THE TASK ▸
Locate the word "their" in the entries below, then gather every line that holds it.

---+---

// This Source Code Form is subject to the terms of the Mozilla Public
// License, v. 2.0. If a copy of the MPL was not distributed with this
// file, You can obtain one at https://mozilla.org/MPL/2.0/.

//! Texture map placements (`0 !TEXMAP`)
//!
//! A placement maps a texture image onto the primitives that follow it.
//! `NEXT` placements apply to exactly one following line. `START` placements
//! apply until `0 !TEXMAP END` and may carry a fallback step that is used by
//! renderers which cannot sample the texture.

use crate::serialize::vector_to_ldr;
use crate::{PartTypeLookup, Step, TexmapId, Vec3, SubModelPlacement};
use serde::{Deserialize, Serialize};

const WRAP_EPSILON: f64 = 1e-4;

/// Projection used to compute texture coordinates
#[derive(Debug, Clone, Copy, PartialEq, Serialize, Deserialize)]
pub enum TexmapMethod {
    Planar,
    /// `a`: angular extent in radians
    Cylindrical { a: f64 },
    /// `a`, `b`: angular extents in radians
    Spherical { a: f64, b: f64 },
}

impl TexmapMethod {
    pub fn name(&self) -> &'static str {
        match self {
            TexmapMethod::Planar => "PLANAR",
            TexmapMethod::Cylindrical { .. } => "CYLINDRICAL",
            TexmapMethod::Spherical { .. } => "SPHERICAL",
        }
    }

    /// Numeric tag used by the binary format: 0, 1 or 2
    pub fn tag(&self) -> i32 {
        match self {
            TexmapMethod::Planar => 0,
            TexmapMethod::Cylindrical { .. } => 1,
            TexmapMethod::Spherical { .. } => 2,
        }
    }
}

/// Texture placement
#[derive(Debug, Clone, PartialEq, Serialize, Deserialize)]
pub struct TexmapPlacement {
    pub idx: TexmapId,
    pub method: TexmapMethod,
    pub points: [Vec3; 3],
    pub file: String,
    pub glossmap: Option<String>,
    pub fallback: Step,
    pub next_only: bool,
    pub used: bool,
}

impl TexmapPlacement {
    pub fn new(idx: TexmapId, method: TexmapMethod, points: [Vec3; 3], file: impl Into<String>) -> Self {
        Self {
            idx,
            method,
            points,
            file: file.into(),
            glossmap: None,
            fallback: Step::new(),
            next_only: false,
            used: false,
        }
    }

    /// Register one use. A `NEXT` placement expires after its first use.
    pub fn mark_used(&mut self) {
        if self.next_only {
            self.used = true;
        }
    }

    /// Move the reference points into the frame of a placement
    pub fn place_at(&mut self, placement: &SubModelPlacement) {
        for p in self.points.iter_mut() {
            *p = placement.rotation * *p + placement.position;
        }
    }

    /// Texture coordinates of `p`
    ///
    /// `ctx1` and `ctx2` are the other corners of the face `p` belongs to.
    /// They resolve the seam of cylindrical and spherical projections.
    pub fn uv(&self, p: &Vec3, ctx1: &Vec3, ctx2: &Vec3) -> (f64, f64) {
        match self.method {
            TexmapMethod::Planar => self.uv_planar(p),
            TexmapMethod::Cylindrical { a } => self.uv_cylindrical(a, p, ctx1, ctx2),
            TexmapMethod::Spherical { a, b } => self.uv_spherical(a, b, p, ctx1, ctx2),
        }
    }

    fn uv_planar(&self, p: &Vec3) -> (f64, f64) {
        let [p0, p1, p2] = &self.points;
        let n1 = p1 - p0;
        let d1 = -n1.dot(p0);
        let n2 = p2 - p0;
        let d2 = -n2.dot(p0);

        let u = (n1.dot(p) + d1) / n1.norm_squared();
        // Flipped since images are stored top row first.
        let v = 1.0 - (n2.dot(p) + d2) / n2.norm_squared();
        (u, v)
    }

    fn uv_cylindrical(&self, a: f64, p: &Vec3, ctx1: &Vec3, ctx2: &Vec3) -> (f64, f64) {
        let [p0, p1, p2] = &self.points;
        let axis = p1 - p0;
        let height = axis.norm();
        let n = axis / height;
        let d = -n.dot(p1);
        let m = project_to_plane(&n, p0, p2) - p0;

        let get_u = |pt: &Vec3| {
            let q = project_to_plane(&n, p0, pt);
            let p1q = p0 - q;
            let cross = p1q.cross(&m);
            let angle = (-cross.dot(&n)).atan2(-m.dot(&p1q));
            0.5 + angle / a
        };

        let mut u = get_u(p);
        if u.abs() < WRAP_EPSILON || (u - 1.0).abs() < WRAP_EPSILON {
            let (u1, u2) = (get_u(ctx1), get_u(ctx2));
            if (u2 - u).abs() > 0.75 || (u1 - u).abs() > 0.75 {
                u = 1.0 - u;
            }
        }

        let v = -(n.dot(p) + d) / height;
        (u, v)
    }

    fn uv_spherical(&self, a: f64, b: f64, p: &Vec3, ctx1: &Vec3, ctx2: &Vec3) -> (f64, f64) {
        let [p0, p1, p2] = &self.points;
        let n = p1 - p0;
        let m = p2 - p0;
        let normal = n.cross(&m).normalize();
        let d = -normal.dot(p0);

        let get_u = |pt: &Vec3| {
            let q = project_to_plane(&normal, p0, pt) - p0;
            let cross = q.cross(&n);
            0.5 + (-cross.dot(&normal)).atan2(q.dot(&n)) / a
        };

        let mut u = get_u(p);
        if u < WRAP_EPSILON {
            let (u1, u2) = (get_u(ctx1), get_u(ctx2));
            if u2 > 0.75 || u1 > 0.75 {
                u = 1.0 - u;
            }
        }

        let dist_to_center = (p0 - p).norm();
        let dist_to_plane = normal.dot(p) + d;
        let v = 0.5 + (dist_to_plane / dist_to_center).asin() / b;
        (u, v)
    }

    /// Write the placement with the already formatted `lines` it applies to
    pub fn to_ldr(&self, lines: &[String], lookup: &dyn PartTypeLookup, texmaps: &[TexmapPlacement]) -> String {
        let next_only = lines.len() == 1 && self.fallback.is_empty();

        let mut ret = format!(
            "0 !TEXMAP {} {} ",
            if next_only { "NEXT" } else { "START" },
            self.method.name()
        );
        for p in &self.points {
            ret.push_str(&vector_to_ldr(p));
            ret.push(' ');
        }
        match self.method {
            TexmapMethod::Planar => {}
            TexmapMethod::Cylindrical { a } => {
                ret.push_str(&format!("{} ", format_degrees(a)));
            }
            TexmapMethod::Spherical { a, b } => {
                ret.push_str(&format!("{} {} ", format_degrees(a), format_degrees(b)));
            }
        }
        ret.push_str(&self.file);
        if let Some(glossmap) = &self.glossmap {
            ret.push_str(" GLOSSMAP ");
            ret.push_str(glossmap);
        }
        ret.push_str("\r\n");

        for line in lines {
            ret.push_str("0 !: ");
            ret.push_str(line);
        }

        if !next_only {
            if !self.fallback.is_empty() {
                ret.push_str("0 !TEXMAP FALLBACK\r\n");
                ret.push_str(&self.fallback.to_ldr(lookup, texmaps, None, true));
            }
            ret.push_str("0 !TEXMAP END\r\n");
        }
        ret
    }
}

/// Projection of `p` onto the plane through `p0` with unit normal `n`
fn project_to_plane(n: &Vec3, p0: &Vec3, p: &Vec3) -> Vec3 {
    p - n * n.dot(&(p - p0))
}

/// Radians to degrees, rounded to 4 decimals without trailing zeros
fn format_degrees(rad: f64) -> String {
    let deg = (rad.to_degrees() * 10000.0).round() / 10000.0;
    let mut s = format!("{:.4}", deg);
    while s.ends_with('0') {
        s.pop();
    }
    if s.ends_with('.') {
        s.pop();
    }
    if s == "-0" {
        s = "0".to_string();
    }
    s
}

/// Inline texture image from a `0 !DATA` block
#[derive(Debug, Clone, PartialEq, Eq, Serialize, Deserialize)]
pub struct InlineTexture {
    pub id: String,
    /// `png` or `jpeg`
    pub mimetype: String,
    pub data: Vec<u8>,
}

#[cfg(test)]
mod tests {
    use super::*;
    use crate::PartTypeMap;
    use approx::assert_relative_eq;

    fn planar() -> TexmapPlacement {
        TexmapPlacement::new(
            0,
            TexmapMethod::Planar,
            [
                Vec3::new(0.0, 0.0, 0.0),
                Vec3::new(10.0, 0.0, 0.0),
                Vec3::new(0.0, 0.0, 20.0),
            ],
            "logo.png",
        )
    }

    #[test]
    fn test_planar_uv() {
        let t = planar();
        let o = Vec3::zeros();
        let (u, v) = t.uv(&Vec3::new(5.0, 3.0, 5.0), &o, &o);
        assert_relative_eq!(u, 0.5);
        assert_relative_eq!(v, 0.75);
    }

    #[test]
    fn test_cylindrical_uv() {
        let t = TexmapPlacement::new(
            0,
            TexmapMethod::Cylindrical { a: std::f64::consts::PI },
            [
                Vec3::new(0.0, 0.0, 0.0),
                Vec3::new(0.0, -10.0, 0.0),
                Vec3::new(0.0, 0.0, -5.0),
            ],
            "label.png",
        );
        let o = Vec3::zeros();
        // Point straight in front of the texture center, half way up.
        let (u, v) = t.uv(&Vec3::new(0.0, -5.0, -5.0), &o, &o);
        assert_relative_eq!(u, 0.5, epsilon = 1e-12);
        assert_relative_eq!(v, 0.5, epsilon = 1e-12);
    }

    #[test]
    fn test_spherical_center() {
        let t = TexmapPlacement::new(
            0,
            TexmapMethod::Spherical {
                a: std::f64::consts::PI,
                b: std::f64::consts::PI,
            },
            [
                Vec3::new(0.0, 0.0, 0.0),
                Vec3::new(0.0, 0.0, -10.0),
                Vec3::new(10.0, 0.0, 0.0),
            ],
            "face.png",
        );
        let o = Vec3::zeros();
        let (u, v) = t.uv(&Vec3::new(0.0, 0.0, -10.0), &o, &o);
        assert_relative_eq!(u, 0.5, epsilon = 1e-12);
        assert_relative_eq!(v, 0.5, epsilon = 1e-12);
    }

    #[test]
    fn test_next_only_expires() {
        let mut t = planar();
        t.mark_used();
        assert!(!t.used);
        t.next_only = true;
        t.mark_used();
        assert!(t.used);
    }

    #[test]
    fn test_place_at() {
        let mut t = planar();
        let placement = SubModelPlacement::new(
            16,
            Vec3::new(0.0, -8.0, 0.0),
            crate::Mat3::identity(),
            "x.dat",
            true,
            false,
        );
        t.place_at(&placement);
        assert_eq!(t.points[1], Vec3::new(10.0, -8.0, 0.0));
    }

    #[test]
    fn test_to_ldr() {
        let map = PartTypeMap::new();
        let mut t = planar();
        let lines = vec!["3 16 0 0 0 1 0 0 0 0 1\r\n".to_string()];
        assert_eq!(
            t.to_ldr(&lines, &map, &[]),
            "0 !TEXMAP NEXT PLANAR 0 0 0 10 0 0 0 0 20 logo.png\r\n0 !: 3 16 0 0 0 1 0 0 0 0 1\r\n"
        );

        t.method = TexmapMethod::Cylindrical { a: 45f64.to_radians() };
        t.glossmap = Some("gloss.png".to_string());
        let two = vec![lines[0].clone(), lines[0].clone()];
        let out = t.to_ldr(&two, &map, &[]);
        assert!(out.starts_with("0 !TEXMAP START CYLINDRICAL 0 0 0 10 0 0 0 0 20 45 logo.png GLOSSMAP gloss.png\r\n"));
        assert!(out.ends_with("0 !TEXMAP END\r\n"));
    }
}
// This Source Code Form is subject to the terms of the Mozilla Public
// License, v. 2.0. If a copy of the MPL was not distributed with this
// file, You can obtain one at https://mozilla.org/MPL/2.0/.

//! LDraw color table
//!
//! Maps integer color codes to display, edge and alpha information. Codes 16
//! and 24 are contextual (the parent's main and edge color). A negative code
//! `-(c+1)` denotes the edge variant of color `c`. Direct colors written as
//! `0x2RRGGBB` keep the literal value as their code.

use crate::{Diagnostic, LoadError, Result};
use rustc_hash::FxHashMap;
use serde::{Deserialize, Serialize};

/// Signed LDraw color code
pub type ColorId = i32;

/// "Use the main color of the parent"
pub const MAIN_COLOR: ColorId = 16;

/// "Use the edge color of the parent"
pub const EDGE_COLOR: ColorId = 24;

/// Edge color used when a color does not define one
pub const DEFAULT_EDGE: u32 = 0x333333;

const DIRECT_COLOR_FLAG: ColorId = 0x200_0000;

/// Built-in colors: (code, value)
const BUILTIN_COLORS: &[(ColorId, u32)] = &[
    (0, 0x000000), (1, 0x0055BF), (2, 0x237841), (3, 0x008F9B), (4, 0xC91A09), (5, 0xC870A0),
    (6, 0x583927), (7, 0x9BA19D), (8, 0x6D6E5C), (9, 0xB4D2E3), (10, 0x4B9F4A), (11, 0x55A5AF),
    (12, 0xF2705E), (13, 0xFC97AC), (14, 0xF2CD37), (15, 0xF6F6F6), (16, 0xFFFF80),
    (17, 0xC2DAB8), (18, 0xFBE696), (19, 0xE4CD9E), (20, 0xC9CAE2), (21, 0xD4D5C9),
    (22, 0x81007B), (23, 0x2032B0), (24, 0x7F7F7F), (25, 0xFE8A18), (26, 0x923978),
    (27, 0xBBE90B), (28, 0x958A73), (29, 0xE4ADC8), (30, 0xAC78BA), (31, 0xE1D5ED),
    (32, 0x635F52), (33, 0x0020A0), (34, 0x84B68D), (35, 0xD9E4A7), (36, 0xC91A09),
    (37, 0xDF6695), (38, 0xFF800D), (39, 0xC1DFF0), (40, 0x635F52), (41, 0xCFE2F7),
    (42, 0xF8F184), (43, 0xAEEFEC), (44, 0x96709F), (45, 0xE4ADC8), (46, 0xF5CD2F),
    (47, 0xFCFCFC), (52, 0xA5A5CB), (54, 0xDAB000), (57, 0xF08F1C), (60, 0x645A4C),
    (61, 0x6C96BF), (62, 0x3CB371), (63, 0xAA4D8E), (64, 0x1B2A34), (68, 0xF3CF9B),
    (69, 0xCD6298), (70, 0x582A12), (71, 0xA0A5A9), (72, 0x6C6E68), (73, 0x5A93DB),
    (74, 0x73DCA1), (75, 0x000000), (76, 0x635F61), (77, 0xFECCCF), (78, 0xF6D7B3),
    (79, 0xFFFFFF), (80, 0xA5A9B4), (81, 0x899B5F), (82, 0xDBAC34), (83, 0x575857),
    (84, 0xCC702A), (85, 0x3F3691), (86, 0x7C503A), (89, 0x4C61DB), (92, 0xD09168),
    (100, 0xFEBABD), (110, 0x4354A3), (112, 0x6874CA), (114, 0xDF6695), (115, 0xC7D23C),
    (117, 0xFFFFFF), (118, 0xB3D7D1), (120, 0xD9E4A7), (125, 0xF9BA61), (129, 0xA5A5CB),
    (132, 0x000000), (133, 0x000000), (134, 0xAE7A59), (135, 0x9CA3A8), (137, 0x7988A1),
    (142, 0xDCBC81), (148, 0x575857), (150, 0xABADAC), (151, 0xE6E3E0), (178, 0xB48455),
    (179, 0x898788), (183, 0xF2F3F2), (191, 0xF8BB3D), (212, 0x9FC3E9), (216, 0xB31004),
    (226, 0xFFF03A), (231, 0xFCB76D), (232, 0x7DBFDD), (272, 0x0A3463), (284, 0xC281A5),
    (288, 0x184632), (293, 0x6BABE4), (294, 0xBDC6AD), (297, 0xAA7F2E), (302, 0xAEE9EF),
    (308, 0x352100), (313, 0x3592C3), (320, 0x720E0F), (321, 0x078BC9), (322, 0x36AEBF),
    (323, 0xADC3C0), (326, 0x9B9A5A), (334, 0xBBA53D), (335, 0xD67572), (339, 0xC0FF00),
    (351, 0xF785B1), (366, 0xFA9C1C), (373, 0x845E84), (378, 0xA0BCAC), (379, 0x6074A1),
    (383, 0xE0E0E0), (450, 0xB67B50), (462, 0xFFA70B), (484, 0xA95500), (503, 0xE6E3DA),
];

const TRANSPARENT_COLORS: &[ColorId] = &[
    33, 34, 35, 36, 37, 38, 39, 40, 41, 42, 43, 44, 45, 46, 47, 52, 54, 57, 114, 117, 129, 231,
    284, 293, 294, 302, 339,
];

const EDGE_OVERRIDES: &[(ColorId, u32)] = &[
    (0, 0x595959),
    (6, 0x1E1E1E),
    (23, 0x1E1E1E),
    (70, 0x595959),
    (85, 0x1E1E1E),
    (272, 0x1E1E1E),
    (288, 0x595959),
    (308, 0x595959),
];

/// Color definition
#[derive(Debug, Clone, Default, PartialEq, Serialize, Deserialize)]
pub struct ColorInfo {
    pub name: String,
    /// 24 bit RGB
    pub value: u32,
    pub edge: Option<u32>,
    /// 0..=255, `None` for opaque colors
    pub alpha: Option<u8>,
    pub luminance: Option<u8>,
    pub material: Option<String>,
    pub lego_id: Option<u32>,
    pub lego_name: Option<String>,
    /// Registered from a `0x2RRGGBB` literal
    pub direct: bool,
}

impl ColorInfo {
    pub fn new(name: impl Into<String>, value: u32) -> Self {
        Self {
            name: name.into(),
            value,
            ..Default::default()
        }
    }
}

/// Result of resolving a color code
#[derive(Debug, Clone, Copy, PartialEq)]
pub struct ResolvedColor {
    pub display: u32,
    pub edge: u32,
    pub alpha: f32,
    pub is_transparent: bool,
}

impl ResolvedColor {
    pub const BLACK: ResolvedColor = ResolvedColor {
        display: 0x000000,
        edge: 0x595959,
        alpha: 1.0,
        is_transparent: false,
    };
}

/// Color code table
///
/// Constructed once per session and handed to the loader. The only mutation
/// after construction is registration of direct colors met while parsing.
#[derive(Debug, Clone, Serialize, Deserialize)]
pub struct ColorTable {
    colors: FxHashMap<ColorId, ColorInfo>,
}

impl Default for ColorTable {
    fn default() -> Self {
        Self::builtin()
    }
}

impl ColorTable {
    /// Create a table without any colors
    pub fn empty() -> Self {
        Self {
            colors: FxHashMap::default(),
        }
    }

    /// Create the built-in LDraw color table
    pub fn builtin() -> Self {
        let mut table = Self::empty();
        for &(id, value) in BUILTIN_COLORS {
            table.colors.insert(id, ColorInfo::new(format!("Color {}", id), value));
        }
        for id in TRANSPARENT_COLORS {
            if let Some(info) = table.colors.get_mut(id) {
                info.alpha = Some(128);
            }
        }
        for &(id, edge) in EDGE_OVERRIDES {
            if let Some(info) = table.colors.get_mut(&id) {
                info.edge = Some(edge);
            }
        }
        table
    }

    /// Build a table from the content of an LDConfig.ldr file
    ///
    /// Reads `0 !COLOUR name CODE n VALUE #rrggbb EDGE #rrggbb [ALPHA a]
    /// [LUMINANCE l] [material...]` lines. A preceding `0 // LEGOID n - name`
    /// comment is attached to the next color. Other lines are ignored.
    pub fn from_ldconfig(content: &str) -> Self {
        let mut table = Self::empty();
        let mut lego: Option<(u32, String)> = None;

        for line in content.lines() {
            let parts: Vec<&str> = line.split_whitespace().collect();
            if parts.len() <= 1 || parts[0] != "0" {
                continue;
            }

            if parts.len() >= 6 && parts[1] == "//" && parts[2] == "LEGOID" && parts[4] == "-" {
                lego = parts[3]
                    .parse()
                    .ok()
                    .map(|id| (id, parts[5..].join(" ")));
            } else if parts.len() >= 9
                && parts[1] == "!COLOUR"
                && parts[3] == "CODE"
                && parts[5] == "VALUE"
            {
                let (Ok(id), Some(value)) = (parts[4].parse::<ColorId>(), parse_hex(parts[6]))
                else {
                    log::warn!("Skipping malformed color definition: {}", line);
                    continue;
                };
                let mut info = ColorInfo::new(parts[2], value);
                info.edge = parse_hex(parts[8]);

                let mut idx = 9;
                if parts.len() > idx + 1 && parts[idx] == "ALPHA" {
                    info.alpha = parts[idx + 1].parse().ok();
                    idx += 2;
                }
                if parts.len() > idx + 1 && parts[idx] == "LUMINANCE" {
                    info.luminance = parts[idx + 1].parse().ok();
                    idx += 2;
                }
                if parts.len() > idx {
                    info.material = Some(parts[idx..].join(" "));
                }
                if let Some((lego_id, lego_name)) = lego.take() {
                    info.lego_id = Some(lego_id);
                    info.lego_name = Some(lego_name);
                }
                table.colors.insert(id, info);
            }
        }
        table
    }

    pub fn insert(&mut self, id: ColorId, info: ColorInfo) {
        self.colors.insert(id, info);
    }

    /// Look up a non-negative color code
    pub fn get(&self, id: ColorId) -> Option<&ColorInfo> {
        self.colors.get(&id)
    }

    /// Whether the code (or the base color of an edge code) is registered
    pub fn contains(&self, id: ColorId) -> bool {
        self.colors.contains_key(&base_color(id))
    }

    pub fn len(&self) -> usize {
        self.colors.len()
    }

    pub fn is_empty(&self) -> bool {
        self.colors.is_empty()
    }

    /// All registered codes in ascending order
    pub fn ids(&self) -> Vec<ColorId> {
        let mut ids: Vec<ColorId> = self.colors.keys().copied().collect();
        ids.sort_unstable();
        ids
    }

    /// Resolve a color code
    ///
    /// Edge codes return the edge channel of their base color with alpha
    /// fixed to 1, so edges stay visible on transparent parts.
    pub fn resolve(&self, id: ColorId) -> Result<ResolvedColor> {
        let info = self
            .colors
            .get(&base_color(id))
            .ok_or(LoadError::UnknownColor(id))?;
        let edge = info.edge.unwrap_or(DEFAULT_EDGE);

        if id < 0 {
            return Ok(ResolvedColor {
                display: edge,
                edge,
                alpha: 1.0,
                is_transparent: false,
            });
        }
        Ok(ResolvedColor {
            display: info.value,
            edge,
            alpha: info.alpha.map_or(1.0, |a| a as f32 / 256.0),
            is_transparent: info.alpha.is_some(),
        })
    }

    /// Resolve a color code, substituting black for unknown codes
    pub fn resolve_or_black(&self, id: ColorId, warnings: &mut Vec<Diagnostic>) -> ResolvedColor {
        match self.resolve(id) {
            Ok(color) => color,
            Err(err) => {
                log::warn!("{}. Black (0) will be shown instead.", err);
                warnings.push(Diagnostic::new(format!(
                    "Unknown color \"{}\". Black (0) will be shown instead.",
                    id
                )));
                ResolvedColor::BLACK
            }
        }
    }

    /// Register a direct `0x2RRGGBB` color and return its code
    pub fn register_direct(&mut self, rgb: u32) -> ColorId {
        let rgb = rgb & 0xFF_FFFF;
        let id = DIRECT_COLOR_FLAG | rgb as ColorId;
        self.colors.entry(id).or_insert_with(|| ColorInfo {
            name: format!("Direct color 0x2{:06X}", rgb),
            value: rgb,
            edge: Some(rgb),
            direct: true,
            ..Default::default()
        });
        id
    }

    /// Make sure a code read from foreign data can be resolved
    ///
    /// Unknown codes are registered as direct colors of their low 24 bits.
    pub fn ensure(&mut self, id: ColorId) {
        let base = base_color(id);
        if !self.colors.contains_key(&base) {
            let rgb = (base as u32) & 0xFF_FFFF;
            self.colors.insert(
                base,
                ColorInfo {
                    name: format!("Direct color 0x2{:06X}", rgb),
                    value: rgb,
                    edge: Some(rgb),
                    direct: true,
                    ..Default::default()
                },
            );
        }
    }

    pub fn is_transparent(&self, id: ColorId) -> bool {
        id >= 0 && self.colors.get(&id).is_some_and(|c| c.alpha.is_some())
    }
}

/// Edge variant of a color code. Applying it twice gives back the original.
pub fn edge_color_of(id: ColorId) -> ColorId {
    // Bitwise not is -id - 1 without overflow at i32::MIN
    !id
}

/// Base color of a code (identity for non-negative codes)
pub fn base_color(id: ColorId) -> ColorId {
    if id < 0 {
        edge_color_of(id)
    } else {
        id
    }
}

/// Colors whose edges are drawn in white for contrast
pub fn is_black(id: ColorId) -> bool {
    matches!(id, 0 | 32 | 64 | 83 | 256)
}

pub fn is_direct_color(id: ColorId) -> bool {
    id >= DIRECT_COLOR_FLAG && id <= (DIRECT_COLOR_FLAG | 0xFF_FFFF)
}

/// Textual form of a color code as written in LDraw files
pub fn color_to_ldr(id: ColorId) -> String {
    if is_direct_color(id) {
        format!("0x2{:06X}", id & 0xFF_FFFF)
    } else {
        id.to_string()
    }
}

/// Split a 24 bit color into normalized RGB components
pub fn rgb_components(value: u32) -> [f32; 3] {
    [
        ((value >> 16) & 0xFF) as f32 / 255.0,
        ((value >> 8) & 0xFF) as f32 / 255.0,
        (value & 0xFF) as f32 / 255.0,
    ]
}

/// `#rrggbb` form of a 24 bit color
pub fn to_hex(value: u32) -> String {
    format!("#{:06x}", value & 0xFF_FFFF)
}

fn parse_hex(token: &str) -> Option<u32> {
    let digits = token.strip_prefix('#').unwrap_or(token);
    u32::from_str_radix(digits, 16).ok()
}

---+---

RESPONSE AREA ▸
//! `0x2RRGGBB` keep the literal value as their code.
    /// Edge codes return the edge channel of their base color with alpha
    /// Unknown codes are registered as direct colors of their low 24 bits.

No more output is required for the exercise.